*** Begin section ***

// ---------------------------------------------------------------------------
// Chain Test 1: Linktree Discovery
//
// search "site:linktr.ee mutual aid" → results → fetch each result → extract links
//
// Organ under test: ScrapePhase::run_web
// Input: query source + mocked search results + mocked Linktree pages
// Output: ctx.collected_links (ready for promotion)
// ---------------------------------------------------------------------------

#[cfg(test)]
mod chain_linktree_discovery {
    use std::sync::Arc;

    use rootsignal_common::*;

    use super::helpers::*;

    #[tokio::test]
    async fn search_finds_linktrees_and_collects_their_outbound_links() {
        // --- MOCK: the external world ---

        let fetcher = MockFetcher::new()
            .on_search("site:linktr.ee mutual aid Minneapolis", vec![
                SearchResult { url: "https://linktr.ee/mplsmutualaid".into(), title: "MPLS Mutual Aid".into(), snippet: "".into() },
                SearchResult { url: "https://linktr.ee/northsideaid".into(), title: "Northside Aid".into(), snippet: "".into() },
            ])
            .on_page("https://linktr.ee/mplsmutualaid", ArchivedPage {
                markdown: "Minneapolis Mutual Aid".into(),
                links: vec![
                    "https://instagram.com/mplsmutualaid".into(),
                    "https://gofundme.com/f/help-families?utm_source=linktree".into(),
                    "https://localorg.org/resources".into(),
                    "https://fonts.googleapis.com/css2?family=Inter".into(),
                ],
                ..Default::default()
            })
            .on_page("https://linktr.ee/northsideaid", ArchivedPage {
                markdown: "Northside Aid".into(),
                links: vec![
                    "https://www.instagram.com/mplsmutualaid/".into(), // same IG, www + trailing slash
                    "https://northsideaid.org/volunteer".into(),
                ],
                ..Default::default()
            });

        // Extractor returns nothing for Linktree pages (no signals, just links)
        let extractor = MockExtractor::empty();
        let store = MockSignalStore::new();
        let embedder = FixedEmbedder::new();
        let region = mpls_region();

        // --- ORGAN: call the real thing ---

        let phase = ScrapePhase::new(
            store.into(),         // via SignalStore trait
            Arc::new(extractor),  // via SignalExtractor trait
            Arc::new(embedder),   // via TextEmbedder trait
            Arc::new(fetcher),    // via ContentFetcher trait
            region,
            "test-run".into(),
        );

        let sources = vec![web_query_source("site:linktr.ee mutual aid Minneapolis")];
        let source_refs: Vec<&SourceNode> = sources.iter().collect();
        let mut ctx = RunContext::new(&sources);
        let mut run_log = RunLog::new("test-run".into(), "minneapolis".into());

        phase.run_web(&source_refs, &mut ctx, &mut run_log).await;

        // --- OUTPUT: assert what came out ---

        // Collected links should contain content URLs from both Linktree pages
        let collected_urls: Vec<&str> = ctx.collected_links.iter().map(|(u, _)| u.as_str()).collect();

        // Instagram collected (from both pages — dedup happens at promote_links, not here)
        assert!(collected_urls.iter().any(|u| u.contains("instagram.com/mplsmutualaid")));

        // GoFundMe collected with tracking stripped
        let gf = collected_urls.iter().find(|u| u.contains("gofundme.com"));
        assert!(gf.is_some(), "GoFundMe should be collected");
        assert!(!gf.unwrap().contains("utm_source"), "Tracking params should be stripped");

        // Org sites collected
        assert!(collected_urls.iter().any(|u| u.contains("localorg.org/resources")));
        assert!(collected_urls.iter().any(|u| u.contains("northsideaid.org/volunteer")));

        // Junk filtered out
        assert!(!collected_urls.iter().any(|u| u.contains("fonts.googleapis.com")));
    }
}


// ---------------------------------------------------------------------------
// Chain Test 2: Page → Signal → Actors → Evidence
//
// Organ under test: ScrapePhase::run_web
// Input: page source + mocked page content + mocked extraction result
// Output: MockSignalStore state (signals, actors, edges, evidence)
// ---------------------------------------------------------------------------

#[cfg(test)]
mod chain_page_to_signal {
    use std::sync::Arc;

    use rootsignal_common::*;

    use super::helpers::*;

    #[tokio::test]
    async fn page_produces_signal_with_actors_and_evidence() {
        // --- MOCK ---

        let fetcher = MockFetcher::new()
            .on_page("https://localorg.org/resources", ArchivedPage {
                markdown: "Free legal clinic every Tuesday at Sabathani Center...".into(),
                links: vec![
                    "https://facebook.com/localorg".into(),
                    "https://sabathani.org/events".into(),
                ],
                ..Default::default()
            });

        let extractor = MockExtractor::new()
            .on_url("https://localorg.org/resources", vec![
                Node::Aid(AidNode {
                    meta: NodeMeta {
                        title: "Free Legal Clinic at Sabathani".into(),
                        location: Some(GeoPoint { lat: 44.9341, lng: -93.2619, precision: GeoPrecision::Exact }),
                        mentioned_actors: vec!["Volunteer Lawyers Network".into()],
                        author_actor: Some("Sabathani Community Center".into()),
                        confidence: 0.8,
                        ..test_meta_defaults("https://localorg.org/resources")
                    },
                    is_free: true,
                    ..Default::default()
                }),
            ]);

        let store = MockSignalStore::new();
        let embedder = FixedEmbedder::new();

        // --- ORGAN ---

        let phase = ScrapePhase::new(
            store.clone().into(),
            Arc::new(extractor),
            Arc::new(embedder),
            Arc::new(fetcher),
            mpls_region(),
            "test-run".into(),
        );

        let sources = vec![page_source("https://localorg.org/resources")];
        let source_refs: Vec<&SourceNode> = sources.iter().collect();
        let mut ctx = RunContext::new(&sources);
        let mut run_log = RunLog::new("test-run".into(), "minneapolis".into());

        phase.run_web(&source_refs, &mut ctx, &mut run_log).await;

        // --- OUTPUT ---

        // Signal created
        assert_eq!(store.signals_created(), 1);
        assert!(store.has_signal_titled("Free Legal Clinic at Sabathani"));

        // Actors wired
        assert!(store.has_actor("Sabathani Community Center"));
        assert!(store.has_actor("Volunteer Lawyers Network"));
        assert!(store.actor_linked_to_signal("Sabathani Community Center", "Free Legal Clinic", "authored"));
        assert!(store.actor_linked_to_signal("Volunteer Lawyers Network", "Free Legal Clinic", "mentioned"));

        // Evidence trail
        assert_eq!(store.evidence_count_for("Free Legal Clinic"), 1);

        // Outbound links collected for promotion
        assert!(ctx.collected_links.iter().any(|(u, _)| u.contains("facebook.com/localorg")));
        assert!(ctx.collected_links.iter().any(|(u, _)| u.contains("sabathani.org/events")));
    }

    /// Signal in Dallas extracted from a page. Minneapolis scout filters it.
    /// Nothing stored — no signal, no actors, no evidence.
    #[tokio::test]
    async fn out_of_region_signal_produces_nothing() {
        let fetcher = MockFetcher::new()
            .on_page("https://texasorg.org/events", ArchivedPage {
                markdown: "Dallas community dinner...".into(),
                links: vec![],
                ..Default::default()
            });

        let extractor = MockExtractor::new()
            .on_url("https://texasorg.org/events", vec![
                Node::Aid(AidNode {
                    meta: NodeMeta {
                        title: "Dallas Community Dinner".into(),
                        location: Some(GeoPoint { lat: 32.7767, lng: -96.7970, precision: GeoPrecision::Exact }),
                        confidence: 0.8,
                        ..test_meta_defaults("https://texasorg.org/events")
                    },
                    ..Default::default()
                }),
            ]);

        let store = MockSignalStore::new();
        let embedder = FixedEmbedder::new();

        let phase = ScrapePhase::new(
            store.clone().into(),
            Arc::new(extractor),
            Arc::new(embedder),
            Arc::new(fetcher),
            mpls_region(),
            "test-run".into(),
        );

        let sources = vec![page_source("https://texasorg.org/events")];
        let source_refs: Vec<&SourceNode> = sources.iter().collect();
        let mut ctx = RunContext::new(&sources);
        let mut run_log = RunLog::new("test-run".into(), "minneapolis".into());

        phase.run_web(&source_refs, &mut ctx, &mut run_log).await;

        // Geo filter killed it — nothing stored
        assert_eq!(store.signals_created(), 0);
        assert_eq!(store.actors_created(), 0);
    }
}
// Synthesis domain: similarity edges, parallel finders, severity inference.

pub mod activities;

use std::sync::atomic::AtomicBool;
use std::sync::Arc;

use anyhow::Result;
use seesaw_core::{events, handle, handlers, Context, Events};

use rootsignal_graph::GraphStore;

use crate::core::engine::ScoutEngineDeps;
use crate::core::events::PipelinePhase;
use crate::domains::lifecycle::events::LifecycleEvent;

fn is_expansion_completed(e: &LifecycleEvent) -> bool {
    matches!(
        e,
        LifecycleEvent::PhaseCompleted { phase }
            if matches!(phase, PipelinePhase::Expansion)
    )
}

#[handlers]
pub mod handlers {
    use super::*;

    /// PhaseCompleted(Expansion) → similarity edges, parallel finders, severity inference,
    /// emit PhaseCompleted(Synthesis).
    #[handle(on = LifecycleEvent, id = "synthesis:run", filter = is_expansion_completed)]
    async fn synthesis(
        _event: LifecycleEvent,
        ctx: Context<ScoutEngineDeps>,
    ) -> Result<Events> {
        let deps = ctx.deps();

        let (region, graph_client, budget) = match (
            deps.region.as_ref(),
            deps.graph_client.as_ref(),
            deps.budget.as_ref(),
        ) {
            (Some(r), Some(g), Some(b)) => (r, g, b),
            _ => {
                return Ok(events![LifecycleEvent::PhaseCompleted {
                    phase: PipelinePhase::Synthesis,
                }]);
            }
        };

        let graph = GraphStore::new(graph_client.clone());
        let cancelled = deps
            .cancelled
            .clone()
            .unwrap_or_else(|| Arc::new(AtomicBool::new(false)));
        let api_key = deps
            .anthropic_api_key
            .as_deref()
            .unwrap_or_default()
            .to_string();

        let archive = match deps.archive.as_ref() {
            Some(a) => a.clone(),
            None => {
                return Ok(events![LifecycleEvent::PhaseCompleted {
                    phase: PipelinePhase::Synthesis,
                }]);
            }
        };

        let output = activities::run_synthesis(
            &graph,
            graph_client,
            archive,
            &*deps.embedder,
            &api_key,
            region,
            budget,
            cancelled,
            deps.run_id.clone(),
        )
        .await;

        let mut all_events = output.events;
        all_events.push(LifecycleEvent::PhaseCompleted {
            phase: PipelinePhase::Synthesis,
        });
        Ok(all_events)
    }
}
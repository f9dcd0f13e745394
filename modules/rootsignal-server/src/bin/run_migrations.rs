//! Runs pending SQLx migrations against the database.
//!
//! Migrations are embedded at compile time, so no migration files
//! are needed at runtime. Used as a Docker entrypoint step before
//! starting the server.

use sqlx::postgres::PgPoolOptions;

#[tokio::main]
async fn main() -> Result<(), Box<dyn std::error::Error>> {
    dotenvy::dotenv().ok();

    let database_url = std::env::var("DATABASE_URL").expect("DATABASE_URL must be set");

    println!("Running database migrations...");

    let pool = PgPoolOptions::new()
        .max_connections(2)
        .connect(&database_url)
        .await?;

    sqlx::migrate!("../../migrations").run(&pool).await?;

    println!("Migrations completed successfully.");

    Ok(())
}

*** End section ***

## [TASK PROMPT]
Lines with the word "mplsmutualaid": tally them across the material and give only the total.

## [OUTPUT FOR THIS EXERCISE]
5